-- Opening Marker --

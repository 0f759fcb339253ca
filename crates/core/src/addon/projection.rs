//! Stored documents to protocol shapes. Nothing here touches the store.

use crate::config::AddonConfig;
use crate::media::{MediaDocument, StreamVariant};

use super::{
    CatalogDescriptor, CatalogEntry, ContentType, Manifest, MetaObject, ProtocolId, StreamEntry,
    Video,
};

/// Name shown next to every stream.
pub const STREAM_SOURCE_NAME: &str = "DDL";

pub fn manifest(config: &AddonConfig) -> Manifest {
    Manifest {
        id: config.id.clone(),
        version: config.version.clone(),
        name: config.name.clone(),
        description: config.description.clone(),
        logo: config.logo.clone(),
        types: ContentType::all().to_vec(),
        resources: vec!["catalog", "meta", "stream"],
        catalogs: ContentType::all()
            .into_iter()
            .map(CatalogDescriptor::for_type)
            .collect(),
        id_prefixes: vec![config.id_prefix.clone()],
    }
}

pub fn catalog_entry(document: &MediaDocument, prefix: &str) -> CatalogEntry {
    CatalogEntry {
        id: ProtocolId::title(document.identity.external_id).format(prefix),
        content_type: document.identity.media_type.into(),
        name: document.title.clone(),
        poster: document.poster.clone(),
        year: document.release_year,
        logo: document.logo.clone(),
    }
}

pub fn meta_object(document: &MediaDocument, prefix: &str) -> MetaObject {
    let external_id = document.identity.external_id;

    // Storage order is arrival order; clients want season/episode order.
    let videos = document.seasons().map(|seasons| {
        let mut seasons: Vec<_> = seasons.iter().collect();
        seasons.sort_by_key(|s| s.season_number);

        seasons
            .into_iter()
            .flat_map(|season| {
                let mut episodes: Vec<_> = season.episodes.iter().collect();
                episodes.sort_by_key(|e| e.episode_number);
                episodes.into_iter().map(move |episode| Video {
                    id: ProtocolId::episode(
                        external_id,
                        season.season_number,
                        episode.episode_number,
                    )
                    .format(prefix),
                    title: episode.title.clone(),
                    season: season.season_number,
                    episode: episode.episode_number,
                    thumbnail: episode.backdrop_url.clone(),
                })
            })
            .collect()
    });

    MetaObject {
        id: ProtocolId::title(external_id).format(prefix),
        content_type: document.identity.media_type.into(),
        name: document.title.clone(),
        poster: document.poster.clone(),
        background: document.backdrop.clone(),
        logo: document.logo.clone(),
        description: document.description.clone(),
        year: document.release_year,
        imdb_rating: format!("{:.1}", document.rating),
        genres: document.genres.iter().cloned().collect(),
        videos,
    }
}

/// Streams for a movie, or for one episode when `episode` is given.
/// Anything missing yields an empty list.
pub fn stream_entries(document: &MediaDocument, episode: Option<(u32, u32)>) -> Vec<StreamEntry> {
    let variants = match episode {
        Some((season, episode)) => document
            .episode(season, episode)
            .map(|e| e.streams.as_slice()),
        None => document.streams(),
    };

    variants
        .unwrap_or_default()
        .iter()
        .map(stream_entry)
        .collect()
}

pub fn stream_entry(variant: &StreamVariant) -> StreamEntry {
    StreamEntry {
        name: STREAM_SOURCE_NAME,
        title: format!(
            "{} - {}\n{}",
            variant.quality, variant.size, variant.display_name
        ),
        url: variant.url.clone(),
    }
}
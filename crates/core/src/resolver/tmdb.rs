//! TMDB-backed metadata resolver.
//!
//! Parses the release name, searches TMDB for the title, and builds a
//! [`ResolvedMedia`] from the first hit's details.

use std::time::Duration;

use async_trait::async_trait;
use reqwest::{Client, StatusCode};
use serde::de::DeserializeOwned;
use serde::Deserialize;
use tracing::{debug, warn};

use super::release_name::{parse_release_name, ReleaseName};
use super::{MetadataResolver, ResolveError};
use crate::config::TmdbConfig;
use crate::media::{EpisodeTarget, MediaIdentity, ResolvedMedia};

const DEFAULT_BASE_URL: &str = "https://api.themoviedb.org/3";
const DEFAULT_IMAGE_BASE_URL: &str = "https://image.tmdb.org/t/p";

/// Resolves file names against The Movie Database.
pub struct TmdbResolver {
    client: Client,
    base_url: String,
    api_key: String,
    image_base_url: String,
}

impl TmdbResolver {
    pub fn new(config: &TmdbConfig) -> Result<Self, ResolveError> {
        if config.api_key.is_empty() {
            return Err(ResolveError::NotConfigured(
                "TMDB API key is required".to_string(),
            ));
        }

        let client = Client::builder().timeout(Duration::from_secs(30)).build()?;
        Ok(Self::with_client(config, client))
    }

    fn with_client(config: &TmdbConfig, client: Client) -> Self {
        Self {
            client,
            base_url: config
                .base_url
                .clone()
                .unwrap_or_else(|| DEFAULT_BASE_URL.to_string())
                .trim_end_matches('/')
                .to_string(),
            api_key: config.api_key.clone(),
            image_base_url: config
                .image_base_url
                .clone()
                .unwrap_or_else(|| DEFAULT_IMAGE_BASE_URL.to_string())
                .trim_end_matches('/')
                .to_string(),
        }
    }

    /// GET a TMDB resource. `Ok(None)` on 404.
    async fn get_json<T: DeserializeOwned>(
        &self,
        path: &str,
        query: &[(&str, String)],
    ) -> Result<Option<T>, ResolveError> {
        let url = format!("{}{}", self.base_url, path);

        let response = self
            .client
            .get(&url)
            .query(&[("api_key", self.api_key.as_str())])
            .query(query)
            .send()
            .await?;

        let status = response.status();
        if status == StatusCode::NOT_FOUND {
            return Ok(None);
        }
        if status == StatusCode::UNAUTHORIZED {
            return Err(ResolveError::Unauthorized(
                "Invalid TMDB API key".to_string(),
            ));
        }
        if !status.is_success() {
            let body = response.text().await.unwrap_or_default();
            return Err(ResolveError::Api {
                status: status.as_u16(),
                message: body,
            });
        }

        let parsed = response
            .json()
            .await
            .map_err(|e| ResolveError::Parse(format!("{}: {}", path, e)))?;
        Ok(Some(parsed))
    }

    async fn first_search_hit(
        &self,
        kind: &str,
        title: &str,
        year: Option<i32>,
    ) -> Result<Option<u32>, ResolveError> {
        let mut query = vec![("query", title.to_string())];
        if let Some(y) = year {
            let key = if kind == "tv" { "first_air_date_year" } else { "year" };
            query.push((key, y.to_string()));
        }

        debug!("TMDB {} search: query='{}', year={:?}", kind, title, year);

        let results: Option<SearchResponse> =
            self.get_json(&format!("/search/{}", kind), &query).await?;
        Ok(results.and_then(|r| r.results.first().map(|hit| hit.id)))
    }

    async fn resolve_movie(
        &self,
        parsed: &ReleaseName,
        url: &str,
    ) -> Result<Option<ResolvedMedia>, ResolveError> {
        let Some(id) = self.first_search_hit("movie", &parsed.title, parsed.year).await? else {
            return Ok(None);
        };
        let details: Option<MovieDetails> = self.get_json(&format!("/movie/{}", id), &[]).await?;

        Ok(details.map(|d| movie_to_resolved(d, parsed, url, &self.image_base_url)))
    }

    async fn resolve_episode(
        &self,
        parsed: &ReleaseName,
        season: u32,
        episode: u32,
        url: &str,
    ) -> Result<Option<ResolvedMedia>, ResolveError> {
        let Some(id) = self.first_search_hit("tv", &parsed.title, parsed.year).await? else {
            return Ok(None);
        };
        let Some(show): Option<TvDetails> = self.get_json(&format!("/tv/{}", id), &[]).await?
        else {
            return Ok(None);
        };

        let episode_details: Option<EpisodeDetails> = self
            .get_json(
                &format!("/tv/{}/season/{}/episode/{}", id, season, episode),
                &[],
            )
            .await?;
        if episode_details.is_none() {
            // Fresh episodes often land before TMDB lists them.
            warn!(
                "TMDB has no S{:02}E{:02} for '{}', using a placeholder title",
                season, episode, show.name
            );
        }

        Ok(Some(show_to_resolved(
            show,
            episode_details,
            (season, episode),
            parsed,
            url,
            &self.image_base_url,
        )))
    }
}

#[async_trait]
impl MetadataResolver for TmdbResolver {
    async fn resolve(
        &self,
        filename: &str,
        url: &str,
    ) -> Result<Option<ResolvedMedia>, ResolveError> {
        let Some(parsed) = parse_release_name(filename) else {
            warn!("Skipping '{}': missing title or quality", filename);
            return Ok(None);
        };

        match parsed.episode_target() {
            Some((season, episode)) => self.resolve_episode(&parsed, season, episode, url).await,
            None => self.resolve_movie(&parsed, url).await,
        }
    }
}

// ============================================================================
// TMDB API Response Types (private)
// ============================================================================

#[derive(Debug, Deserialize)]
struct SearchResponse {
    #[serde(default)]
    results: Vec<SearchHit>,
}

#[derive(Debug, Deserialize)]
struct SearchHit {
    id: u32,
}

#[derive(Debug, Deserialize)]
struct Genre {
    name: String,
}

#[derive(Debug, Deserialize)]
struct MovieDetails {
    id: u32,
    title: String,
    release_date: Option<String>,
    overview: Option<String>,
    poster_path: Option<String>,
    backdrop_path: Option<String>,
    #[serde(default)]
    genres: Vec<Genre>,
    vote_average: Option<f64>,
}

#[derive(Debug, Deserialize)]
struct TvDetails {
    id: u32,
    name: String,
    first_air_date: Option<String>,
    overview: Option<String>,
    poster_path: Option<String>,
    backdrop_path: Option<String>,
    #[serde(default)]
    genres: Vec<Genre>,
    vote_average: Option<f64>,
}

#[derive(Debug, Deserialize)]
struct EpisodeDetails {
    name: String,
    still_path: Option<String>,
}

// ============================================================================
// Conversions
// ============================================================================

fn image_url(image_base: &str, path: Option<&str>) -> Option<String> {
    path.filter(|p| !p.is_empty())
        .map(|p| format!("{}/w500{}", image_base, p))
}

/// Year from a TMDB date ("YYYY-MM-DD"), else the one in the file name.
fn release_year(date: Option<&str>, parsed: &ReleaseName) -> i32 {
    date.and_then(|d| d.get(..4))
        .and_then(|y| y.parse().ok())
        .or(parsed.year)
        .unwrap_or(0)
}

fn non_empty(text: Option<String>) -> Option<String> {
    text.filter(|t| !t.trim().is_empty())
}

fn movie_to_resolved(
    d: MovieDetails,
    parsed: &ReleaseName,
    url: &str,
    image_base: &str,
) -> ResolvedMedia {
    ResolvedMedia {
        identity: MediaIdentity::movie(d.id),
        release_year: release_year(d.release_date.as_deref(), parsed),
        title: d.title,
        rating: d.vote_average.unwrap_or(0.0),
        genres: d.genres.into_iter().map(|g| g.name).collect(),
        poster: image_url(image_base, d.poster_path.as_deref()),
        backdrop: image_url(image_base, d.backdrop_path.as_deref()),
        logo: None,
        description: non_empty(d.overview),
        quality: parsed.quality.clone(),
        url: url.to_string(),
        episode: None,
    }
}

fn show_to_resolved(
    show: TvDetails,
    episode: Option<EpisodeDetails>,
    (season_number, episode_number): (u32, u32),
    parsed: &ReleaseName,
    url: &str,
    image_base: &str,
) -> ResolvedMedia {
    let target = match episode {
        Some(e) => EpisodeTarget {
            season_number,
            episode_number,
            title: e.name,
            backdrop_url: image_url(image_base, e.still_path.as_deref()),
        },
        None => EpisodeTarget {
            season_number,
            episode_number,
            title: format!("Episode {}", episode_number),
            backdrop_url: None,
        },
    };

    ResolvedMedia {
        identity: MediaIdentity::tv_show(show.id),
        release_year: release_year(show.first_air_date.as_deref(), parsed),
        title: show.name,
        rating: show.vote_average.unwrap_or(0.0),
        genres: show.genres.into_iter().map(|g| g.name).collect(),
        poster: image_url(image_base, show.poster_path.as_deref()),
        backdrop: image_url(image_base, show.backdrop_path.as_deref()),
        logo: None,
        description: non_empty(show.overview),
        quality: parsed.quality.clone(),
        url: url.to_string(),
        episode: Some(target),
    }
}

-- Closing Marker --
-- Opening Marker --

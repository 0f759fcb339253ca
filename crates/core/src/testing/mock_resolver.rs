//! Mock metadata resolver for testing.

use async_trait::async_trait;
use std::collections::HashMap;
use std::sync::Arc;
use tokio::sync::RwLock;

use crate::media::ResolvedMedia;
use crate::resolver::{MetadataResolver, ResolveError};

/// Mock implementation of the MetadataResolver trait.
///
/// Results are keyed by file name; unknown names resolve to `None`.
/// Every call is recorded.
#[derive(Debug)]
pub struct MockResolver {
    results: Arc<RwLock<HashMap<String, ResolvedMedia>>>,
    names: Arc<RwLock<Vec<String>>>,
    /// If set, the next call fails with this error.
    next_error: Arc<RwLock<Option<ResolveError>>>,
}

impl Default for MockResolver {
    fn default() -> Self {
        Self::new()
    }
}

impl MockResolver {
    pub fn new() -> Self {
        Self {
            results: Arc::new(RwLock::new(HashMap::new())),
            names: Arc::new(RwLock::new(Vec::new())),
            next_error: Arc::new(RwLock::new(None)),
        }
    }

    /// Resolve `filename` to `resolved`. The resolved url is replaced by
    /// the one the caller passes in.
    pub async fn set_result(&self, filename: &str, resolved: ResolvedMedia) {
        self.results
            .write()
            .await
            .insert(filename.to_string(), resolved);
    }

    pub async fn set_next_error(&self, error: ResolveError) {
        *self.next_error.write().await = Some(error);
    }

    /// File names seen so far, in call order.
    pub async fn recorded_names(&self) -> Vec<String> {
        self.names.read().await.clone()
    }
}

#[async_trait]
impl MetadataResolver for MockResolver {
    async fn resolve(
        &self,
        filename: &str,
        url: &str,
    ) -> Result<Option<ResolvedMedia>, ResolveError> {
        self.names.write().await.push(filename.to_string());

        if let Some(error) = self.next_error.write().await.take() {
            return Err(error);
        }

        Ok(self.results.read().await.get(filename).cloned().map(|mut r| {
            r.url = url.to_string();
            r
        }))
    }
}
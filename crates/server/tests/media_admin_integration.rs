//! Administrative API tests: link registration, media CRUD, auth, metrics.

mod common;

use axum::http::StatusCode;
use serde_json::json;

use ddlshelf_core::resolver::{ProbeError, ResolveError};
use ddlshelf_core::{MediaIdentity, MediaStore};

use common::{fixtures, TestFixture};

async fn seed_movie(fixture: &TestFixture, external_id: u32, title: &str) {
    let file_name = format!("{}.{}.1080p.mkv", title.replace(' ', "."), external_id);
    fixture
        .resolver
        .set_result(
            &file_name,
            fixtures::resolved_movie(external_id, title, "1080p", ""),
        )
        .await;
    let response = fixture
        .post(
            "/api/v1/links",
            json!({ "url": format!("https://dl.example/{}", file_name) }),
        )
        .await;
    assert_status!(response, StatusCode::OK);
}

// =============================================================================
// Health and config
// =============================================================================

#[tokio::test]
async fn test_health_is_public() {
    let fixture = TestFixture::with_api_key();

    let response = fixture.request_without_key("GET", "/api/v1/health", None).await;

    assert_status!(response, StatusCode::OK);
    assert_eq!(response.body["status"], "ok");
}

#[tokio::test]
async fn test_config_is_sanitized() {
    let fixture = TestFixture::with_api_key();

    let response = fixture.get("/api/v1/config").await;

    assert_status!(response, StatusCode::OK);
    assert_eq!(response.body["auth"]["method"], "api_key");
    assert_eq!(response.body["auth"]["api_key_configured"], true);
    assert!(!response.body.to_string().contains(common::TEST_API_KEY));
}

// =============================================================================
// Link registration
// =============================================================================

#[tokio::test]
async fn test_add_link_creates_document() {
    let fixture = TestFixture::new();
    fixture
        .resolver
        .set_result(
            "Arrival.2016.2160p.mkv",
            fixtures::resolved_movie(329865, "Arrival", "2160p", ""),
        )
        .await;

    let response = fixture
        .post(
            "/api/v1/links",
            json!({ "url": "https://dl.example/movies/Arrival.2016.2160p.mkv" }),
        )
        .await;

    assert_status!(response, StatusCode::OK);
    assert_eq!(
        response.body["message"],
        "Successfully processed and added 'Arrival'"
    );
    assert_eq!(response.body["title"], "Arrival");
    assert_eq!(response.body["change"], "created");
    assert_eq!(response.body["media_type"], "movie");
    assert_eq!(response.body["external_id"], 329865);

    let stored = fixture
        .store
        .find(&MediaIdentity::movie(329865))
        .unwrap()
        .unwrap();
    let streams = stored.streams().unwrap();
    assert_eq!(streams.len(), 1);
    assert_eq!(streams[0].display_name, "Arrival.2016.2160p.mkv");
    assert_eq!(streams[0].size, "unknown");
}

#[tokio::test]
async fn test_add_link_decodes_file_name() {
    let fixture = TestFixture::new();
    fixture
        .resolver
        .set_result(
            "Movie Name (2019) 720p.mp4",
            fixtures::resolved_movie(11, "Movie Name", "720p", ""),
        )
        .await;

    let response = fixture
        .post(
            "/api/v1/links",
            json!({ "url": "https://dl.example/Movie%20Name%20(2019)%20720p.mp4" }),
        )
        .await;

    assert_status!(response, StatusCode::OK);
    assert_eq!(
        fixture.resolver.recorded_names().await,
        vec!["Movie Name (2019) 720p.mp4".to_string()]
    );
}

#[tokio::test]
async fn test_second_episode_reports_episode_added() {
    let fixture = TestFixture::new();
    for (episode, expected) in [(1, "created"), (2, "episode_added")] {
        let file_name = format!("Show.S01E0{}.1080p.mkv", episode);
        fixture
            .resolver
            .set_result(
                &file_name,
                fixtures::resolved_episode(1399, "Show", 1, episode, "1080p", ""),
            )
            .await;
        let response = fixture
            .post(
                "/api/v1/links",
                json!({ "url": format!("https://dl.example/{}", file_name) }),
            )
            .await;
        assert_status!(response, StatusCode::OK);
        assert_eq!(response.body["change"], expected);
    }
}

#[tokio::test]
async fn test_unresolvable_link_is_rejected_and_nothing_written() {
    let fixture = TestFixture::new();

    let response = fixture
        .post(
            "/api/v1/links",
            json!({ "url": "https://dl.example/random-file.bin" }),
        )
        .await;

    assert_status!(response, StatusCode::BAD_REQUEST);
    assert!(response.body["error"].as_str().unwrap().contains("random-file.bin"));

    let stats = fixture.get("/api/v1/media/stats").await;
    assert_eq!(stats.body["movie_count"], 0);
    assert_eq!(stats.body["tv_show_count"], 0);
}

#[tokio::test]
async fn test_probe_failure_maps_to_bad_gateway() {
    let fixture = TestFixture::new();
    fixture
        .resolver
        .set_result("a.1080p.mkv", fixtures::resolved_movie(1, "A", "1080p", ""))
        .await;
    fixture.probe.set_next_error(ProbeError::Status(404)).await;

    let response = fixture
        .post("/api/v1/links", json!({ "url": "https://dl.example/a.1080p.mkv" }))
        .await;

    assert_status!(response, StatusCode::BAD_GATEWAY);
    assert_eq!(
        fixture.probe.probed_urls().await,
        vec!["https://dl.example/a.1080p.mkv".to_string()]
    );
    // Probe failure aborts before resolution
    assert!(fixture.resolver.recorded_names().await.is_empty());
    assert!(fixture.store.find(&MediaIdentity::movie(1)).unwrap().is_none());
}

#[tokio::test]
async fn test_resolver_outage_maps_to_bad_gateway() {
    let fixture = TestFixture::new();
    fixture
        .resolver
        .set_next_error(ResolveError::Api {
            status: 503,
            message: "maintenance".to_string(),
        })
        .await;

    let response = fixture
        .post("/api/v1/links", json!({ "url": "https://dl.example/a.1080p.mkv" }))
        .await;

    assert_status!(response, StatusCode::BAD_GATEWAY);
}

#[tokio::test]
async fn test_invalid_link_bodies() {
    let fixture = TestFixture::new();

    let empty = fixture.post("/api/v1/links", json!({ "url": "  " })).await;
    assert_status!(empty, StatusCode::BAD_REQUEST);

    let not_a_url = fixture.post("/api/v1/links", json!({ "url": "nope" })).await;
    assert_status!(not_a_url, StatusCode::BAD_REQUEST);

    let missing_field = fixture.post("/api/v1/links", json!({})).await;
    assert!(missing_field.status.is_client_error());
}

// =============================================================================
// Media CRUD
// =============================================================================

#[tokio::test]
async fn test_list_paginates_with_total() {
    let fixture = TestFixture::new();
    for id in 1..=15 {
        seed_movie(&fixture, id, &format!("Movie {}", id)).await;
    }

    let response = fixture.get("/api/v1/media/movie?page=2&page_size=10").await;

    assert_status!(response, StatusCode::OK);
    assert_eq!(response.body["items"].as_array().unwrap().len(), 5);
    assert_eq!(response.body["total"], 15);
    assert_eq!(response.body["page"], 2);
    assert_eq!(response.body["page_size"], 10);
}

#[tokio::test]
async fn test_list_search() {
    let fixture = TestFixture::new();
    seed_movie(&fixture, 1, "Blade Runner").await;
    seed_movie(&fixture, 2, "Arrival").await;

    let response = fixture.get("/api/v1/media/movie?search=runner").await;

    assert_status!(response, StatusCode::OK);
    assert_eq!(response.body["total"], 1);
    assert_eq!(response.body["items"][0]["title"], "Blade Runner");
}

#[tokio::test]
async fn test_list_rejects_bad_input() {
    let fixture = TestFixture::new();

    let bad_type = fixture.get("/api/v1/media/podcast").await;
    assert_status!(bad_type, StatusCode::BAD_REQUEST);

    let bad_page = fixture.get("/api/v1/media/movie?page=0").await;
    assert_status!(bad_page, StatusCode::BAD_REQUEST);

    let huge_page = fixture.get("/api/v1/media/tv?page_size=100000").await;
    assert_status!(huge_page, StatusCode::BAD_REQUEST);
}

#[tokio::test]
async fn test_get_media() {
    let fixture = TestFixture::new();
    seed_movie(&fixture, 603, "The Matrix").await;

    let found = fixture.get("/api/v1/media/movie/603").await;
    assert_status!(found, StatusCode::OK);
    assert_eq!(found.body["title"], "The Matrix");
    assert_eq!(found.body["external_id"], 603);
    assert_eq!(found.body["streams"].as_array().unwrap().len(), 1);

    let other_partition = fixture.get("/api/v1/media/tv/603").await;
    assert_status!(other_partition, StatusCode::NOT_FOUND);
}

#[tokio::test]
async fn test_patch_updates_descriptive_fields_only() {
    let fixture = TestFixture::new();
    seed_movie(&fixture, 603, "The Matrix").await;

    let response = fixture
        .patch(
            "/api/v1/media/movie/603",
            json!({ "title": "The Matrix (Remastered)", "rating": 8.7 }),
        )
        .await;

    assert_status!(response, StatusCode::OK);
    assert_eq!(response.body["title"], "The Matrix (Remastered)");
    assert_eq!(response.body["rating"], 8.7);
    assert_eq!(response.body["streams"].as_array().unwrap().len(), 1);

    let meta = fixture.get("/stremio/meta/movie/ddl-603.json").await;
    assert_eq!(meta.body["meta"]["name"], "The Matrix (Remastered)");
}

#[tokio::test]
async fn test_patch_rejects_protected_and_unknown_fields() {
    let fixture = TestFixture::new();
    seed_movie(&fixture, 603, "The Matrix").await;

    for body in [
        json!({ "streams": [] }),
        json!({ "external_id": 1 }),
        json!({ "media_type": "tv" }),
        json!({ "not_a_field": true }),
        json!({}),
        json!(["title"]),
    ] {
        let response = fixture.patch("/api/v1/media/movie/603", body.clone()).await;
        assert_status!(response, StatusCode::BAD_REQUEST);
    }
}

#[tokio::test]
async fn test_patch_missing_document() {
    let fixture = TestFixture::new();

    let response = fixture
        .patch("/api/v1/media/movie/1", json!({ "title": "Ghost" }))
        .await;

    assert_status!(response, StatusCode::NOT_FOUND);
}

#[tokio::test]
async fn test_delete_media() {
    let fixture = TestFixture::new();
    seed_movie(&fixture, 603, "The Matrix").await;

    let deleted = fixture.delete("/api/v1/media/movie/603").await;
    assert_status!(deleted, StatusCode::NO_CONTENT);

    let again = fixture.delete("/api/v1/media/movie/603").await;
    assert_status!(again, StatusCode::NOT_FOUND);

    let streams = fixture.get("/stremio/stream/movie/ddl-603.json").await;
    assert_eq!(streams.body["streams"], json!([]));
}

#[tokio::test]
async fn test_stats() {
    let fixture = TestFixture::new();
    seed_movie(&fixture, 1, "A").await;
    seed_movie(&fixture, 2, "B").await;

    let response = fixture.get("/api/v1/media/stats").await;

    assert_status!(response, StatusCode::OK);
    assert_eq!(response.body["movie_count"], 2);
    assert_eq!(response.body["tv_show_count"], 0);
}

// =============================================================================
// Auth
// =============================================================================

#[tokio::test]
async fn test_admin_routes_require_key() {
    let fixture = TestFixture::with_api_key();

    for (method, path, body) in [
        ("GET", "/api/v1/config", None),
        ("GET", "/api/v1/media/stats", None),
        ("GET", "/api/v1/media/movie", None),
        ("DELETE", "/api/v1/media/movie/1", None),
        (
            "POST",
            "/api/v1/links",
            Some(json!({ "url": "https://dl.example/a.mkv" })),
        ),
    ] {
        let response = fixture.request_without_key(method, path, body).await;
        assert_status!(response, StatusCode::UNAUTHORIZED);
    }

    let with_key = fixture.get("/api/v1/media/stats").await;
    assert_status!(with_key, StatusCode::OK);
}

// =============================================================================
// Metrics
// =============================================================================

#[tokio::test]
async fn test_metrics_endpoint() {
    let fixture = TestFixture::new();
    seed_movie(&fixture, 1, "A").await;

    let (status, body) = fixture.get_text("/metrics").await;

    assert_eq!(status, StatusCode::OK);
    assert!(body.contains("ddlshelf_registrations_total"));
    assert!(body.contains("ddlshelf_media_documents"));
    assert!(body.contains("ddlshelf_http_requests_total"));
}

-- Closing Marker --

Within the data above, how many lines contain "MovieDetails"? Respond with the tally alone.

**Answer to this problem**
3